In a significant leap for on-device artificial intelligence, PrismML has successfully compressed a 27-billion-parameter language model to a mere 4 GB—small enough to run natively on an iPhone. This breakthrough introduces Bonsai 27B, an open reasoning model that retains impressive performance while being lightweight enough for mobile deployment.
Efficient Compression Paves the Way for Mobile AI
The company’s innovative compression techniques allow the model to maintain 90% of its original performance, particularly excelling in tasks like math and coding, where the smallest version shows minimal degradation. According to PrismML’s internal benchmarks, this advancement could help Apple close the gap in on-device AI capabilities, which has long been hindered by the size and computational demands of large language models.
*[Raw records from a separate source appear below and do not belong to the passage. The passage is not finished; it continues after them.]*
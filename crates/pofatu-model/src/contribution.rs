use serde::Serialize;

/// A dataset contributed to the compilation, identified by its citation key.
#[derive(Debug, Clone, Default, PartialEq, Serialize)]
pub struct Contribution {
    pub id: String,
    pub name: Option<String>,
    pub description: Option<String>,
    pub authors: Option<String>,
    pub affiliations: Option<String>,
    pub contributors: Vec<String>,
    pub contact: Option<String>,
    /// Citation keys of the publications the dataset draws on.
    pub source_ids: Vec<String>,
}

impl Contribution {
    pub fn label(&self) -> String {
        format!("{} ({})", self.name.as_deref().unwrap_or_default(), self.id)
    }
}

/// A bibliographic reference cited by a contribution.
#[derive(Debug, Clone, PartialEq, Eq, Serialize)]
pub struct Reference {
    pub id: String,
    pub citation: Option<String>,
    pub doi: Option<String>,
}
Apple’s Interest and Future Implications
Notably, Apple is reportedly already testing PrismML’s compression technology, signaling a potential integration into future iOS devices. This move could lead to more intelligent, privacy-preserving AI features directly on iPhones, without relying on cloud-based processing. The ability to perform complex reasoning tasks locally not only enhances user privacy but also improves responsiveness and reliability in low-connectivity environments.
What This Means for the Industry
As AI models continue to grow in size and complexity, tools like Bonsai 27B represent a critical shift toward making powerful AI accessible on everyday devices. This development could influence how other tech companies approach model optimization, especially in the mobile space, where on-device AI is becoming increasingly vital for user experience and data security.